Escrito por Erik Weijers há 4 meses

Fidelity: a criptomoeda está aqui para ficar

Num relatório, a Fidelity faz uma retrospetiva do ano de 2021 relativamente à Bitcoin e às criptomoedas no geral. Quais são as suas expetativas, tendo como base os desenvolvimentos que são importantes segundo o seu ponto de vista? A Fidelity é um dos maiores gestores de ativos do mundo, gerindo mais de quatro mil biliões de dólares. Uma das principais conclusões: o facto de que a rede Bitcoin recuperou tão rapidamente da proibição da China é muito encorajador. Uma segunda conclusão: as stablecoins e DeFi estão a solidificar-se lentamente.

O facto de que uma instituição como a Fidelity publicar um relatório tão direto e prático sobre um setor que não era levado a sério até há um ou dois anos, é, por si só, um sinal importante. Este significa uma aceitação crescente das criptomoedas. Isto é igualmente o que a Fidelity assume: “No geral, diríamos que 2021 foi um ano que serviu para confirmar ainda mais que os ativos digitais estão aqui para ficar.”

Desenvolvimentos importantes para a Bitcoin

Tal como é do conhecimento geral, a China emitiu uma proibição à mineração de Bitcoin na primavera de 2021. Dado que muita da hashrate da Bitcoin era contabilizada pelos mineiros da China, esta caiu praticamente cinquenta por cento. Mas o facto de que a hashrate tinha regressado ao seu nível anterior decorridos sensivelmente seis meses é designado pela Fidelity como “verdadeiramente fantástico”. A Fidelity designa este desenvolvimento como um verdadeiro teste que a Bitcoin passou com distinção.

Na realidade, o facto de que a China baniu a mineração remove um risco que era anteriormente real: nomeadamente, que o governo chinês atacaria a rede pirateando o poder de hashing dos mineiros do seu país. Este ataque 51% já não é agora possível: como resultado do banimento, a hashrate recebeu uma melhor distribuição global.

A rápida recuperação da hashrate envia outra mensagem importante, segundo a Fidelity. A de que são os mineiros – as partes que têm mais a perder, nomeadamente a sobrevivência do seu negócio – que estão otimistas quanto ao preço futuro da Bitcoin. Caso contrário, eles não teriam adicionado plataformas tão rapidamente. Aparentemente, eles acreditam no longo prazo.
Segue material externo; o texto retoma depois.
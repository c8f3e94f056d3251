// src/tables.rs
//
// HTML tables → flattened "Header: value" rows.
//
// Every <table> in the body is read in document order. Its first row gives the
// column headers; each later row holding at least one <td> becomes one TableRow:
//
//   <tr><th>A</th><th>B</th></tr>
//   <tr><td>1</td><td>2</td></tr>      →  "A: 1\nB: 2"
//
// Missing cells render as empty values, cells past the last header are dropped.
// The scan is forgiving: unclosed cells/rows end at the next cell/row/table
// boundary and unclosed tables end with the document. Nested tables are read
// as tables of their own; their text still counts toward the enclosing cell.

use crate::core::html;

/// One data row flattened to `header: value` lines joined by `\n`.
pub type TableRow = String;

#[derive(Clone, Copy, Debug, PartialEq, Eq)]
pub enum CellKind {
    Header,
    Data,
}

#[derive(Clone, Debug, PartialEq, Eq)]
pub struct Cell {
    pub kind: CellKind,
    pub text: String,
}

#[derive(Clone, Debug, Default, PartialEq, Eq)]
pub struct Table {
    rows: Vec<Vec<Cell>>,
}

impl Table {
    /// Rows in document order; rows without any cell are not kept.
    pub fn rows(&self) -> &[Vec<Cell>] {
        &self.rows
    }

    /// Text of the first row's cells, or `None` for an empty table.
    pub fn headers(&self) -> Option<Vec<&str>> {
        self.rows
            .first()
            .map(|r| r.iter().map(|c| c.text.as_str()).collect())
    }

    /// Data rows zipped against the headers.
    pub fn keyed_rows(&self) -> Vec<TableRow> {
        let Some((head, body)) = self.rows.split_first() else {
            return Vec::new();
        };

        body.iter()
            .filter(|row| row.iter().any(|c| c.kind == CellKind::Data))
            .map(|row| {
                head.iter()
                    .enumerate()
                    .map(|(i, h)| {
                        let value = row.get(i).map_or("", |c| c.text.as_str());
                        join!(&h.text, ": ", value)
                    })
                    .collect::<Vec<_>>()
                    .join("\n")
                    .trim()
                    .to_string()
            })
            .filter(|r| !r.is_empty())
            .collect()
    }
}

/* ---------------- Scanner ---------------- */

// A table whose closing tag has not been seen yet.
struct OpenTable {
    slot: usize,
    rows: Vec<Vec<Cell>>,
    row: Option<Vec<Cell>>,
    // kind + byte offset where the cell content starts
    cell: Option<(CellKind, usize)>,
}

impl OpenTable {
    fn new(slot: usize) -> Self {
        Self { slot, rows: Vec::new(), row: None, cell: None }
    }

    fn close_cell(&mut self, doc: &str, at: usize) {
        if let Some((kind, start)) = self.cell.take() {
            let text = html::strip_tags(doc.get(start..at).unwrap_or(""));
            self.row.get_or_insert_with(Vec::new).push(Cell { kind, text });
        }
    }

    fn close_row(&mut self, doc: &str, at: usize) {
        self.close_cell(doc, at);
        if let Some(row) = self.row.take() {
            if !row.is_empty() {
                self.rows.push(row);
            }
        }
    }

    fn finish(mut self, doc: &str, at: usize, tables: &mut [Table]) {
        self.close_row(doc, at);
        tables[self.slot].rows = self.rows;
    }
}

/// Find every table in `doc`, in order of their opening tags.
pub fn find_tables(doc: &str) -> Vec<Table> {
    let mut tables: Vec<Table> = Vec::new();
    let mut stack: Vec<OpenTable> = Vec::new();

    for tag in html::tags(doc) {
        if tag.is("table") {
            if !tag.closing {
                stack.push(OpenTable::new(tables.len()));
                tables.push(Table::default());
            } else if let Some(open) = stack.pop() {
                open.finish(doc, tag.start, &mut tables);
            } else {
                logd!("tables: stray </table> at byte {}", tag.start);
            }
            continue;
        }

        let Some(top) = stack.last_mut() else { continue };
        match tag.name.as_str() {
            "tr" => {
                top.close_row(doc, tag.start);
                if !tag.closing {
                    top.row = Some(Vec::new());
                }
            }
            "td" | "th" => {
                top.close_cell(doc, tag.start);
                if !tag.closing {
                    let kind = if tag.is("th") { CellKind::Header } else { CellKind::Data };
                    top.cell = Some((kind, tag.end));
                }
            }
            "thead" | "tbody" | "tfoot" => top.close_row(doc, tag.start),
            _ => {}
        }
    }

    if !stack.is_empty() {
        logd!("tables: {} table(s) left open at end of body", stack.len());
    }
    while let Some(open) = stack.pop() {
        open.finish(doc, doc.len(), &mut tables);
    }

    tables
}

/// All keyed rows of all tables, table order then row order.
/// `None` or blank input gives no rows.
pub fn extract_rows(html_body: Option<&str>) -> Vec<TableRow> {
    let Some(doc) = html_body.filter(|b| !b.trim().is_empty()) else {
        return Vec::new();
    };
    find_tables(doc).iter().flat_map(Table::keyed_rows).collect()
}

#[cfg(test)]
mod tests {
    use super::*;

    #[test]
    fn header_row_maps_onto_data_row() {
        let html = "<table><tr><th>A</th><th>B</th></tr><tr><td>1</td><td>2</td></tr></table>";
        assert_eq!(extract_rows(Some(html)), vec!["A: 1\nB: 2"]);
    }

    #[test]
    fn absent_or_empty_input_gives_nothing() {
        assert!(extract_rows(None).is_empty());
        assert!(extract_rows(Some("")).is_empty());
        assert!(extract_rows(Some("<p>no tables here</p>")).is_empty());
    }

    #[test]
    fn short_rows_pad_and_long_rows_truncate() {
        let html = r#"
            <table>
              <tr><th>Name</th><th>Role</th><th>Team</th></tr>
              <tr><td>Ana</td></tr>
              <tr><td>Bo</td><td>Dev</td><td>Core</td><td>extra</td></tr>
            </table>"#;
        // trailing "Team: " keeps its key; only the outer whitespace is trimmed
        assert_eq!(
            extract_rows(Some(html)),
            vec!["Name: Ana\nRole: \nTeam:", "Name: Bo\nRole: Dev\nTeam: Core"]
        );
    }

    #[test]
    fn rows_from_several_tables_keep_order() {
        let html = "<table><tr><th>K</th></tr><tr><td>a</td></tr><tr><td>b</td></tr></table>\
                    <p>between</p>\
                    <table><tr><th>X</th></tr><tr><td>c</td></tr></table>";
        assert_eq!(extract_rows(Some(html)), vec!["K: a", "K: b", "X: c"]);
    }

    #[test]
    fn tables_without_data_rows_contribute_nothing() {
        let only_header = "<table><tr><th>A</th><th>B</th></tr></table>";
        assert!(extract_rows(Some(only_header)).is_empty());

        let header_cells_only = "<table><tr><th>A</th></tr><tr><th>B</th></tr></table>";
        assert!(extract_rows(Some(header_cells_only)).is_empty());

        assert!(extract_rows(Some("<table></table>")).is_empty());
    }

    #[test]
    fn first_row_of_td_cells_is_the_header() {
        let html = "<table><tr><td>Key</td><td>Val</td></tr><tr><td>x</td><td>y</td></tr></table>";
        assert_eq!(extract_rows(Some(html)), vec!["Key: x\nVal: y"]);
    }

    #[test]
    fn wiki_storage_markup_is_read() {
        // Confluence storage format: thead/tbody, attributes, nested markup, entities
        let html = r#"
            <table data-layout="default"><colgroup><col /><col /></colgroup>
            <thead><TR><TH><p><strong>Ticket</strong></p></TH><TH><p>Owner</p></TH></TR></thead>
            <tbody>
              <tr><td><p><a href="https://x/ABC-1">ABC-1</a></p></td><td><p>Ana&nbsp;Lee</p></td></tr>
              <tr><td><p>ABC-2</p></td><td><ac:link><ri:user ri:account-id="42" /></ac:link></td></tr>
            </tbody></table>"#;
        assert_eq!(
            extract_rows(Some(html)),
            vec!["Ticket: ABC-1\nOwner: Ana Lee", "Ticket: ABC-2\nOwner:"]
        );
    }

    #[test]
    fn unclosed_cells_and_rows_are_tolerated() {
        let html = "<table><tr><th>A<th>B<tr><td>1<td>2<tr><td>3</table>";
        assert_eq!(extract_rows(Some(html)), vec!["A: 1\nB: 2", "A: 3\nB:"]);
    }

    #[test]
    fn unclosed_table_runs_to_end_of_body() {
        let html = "<table><tr><th>A</th></tr><tr><td>1</td></tr>";
        assert_eq!(extract_rows(Some(html)), vec!["A: 1"]);
    }

    #[test]
    fn stray_markup_outside_tables_is_ignored() {
        let html = "<tr><td>orphan</td></tr></table><table><tr><th>A</th></tr><tr><td>1</td></tr></table>";
        assert_eq!(extract_rows(Some(html)), vec!["A: 1"]);
    }

    #[test]
    fn nested_table_is_its_own_table() {
        let html = "<table>\
                      <tr><th>Outer</th></tr>\
                      <tr><td>o1<table><tr><th>In</th></tr><tr><td>i1</td></tr></table></td></tr>\
                    </table>";
        let tables = find_tables(html);
        assert_eq!(tables.len(), 2);
        assert_eq!(tables[0].headers(), Some(vec!["Outer"]));
        assert_eq!(tables[1].keyed_rows(), vec!["In: i1"]);
        // outer row first (document order of the opening tags), then inner
        assert_eq!(extract_rows(Some(html)), vec!["Outer: o1 In i1", "In: i1"]);
    }

    #[test]
    fn cell_kinds_are_recorded() {
        let t = &find_tables("<table><tr><th>h</th><td>d</td></tr></table>")[0];
        let kinds: Vec<CellKind> = t.rows()[0].iter().map(|c| c.kind).collect();
        assert_eq!(kinds, vec![CellKind::Header, CellKind::Data]);
    }
}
Os desenvolvimentos mais importantes além da Bitcoin em 2021

Segundo a Fidelity, os desenvolvimentos mais importantes em 2021 fora da Bitcoin são:

  • O crescimento tremendo das stablecoins: um crescimento de abaixo de 30 mil milhões de USD em circulação para mais de 140 mil milhões de USD. A Fidelity acredita que fazê-lo é benéfico que a dominância do USDT (Tether) se tenha tornado mais pequena. De facto, é a stablecoin com a reputação mais questionável aos olhos dos reguladores. O surgimento de stablecoins algorítmicas como a DAI and Terra é um bom desenvolvimento, segundo a Fidelity: faz com que os utilizadores (e reguladores) não tenham de depender das reservas da entidade que emite as stablecoins. Isto deve-se ao facto da garantia de uma stablecoin algorítmica basear-se nos ativos da blockchain e, por conseguinte, ser mais fácil de auditar.
  • NFTs: a venda do NFT da Beeple por 69 milhões de dólares foi um dos eventos que subitamente suscitou o interesse de todos os olhos do setor da arte para estes colecionáveis digitais. Isto criará mais interesse futuro dos investidores institucionais.
  • Maturidade das finanças descentralizadas (DeFi): o desenvolvimento mais importante, segundo a perspetiva da Fidelity, é o crescimento das pontes cross chain, que aumentará as capacidade e usabilidade da DeFi.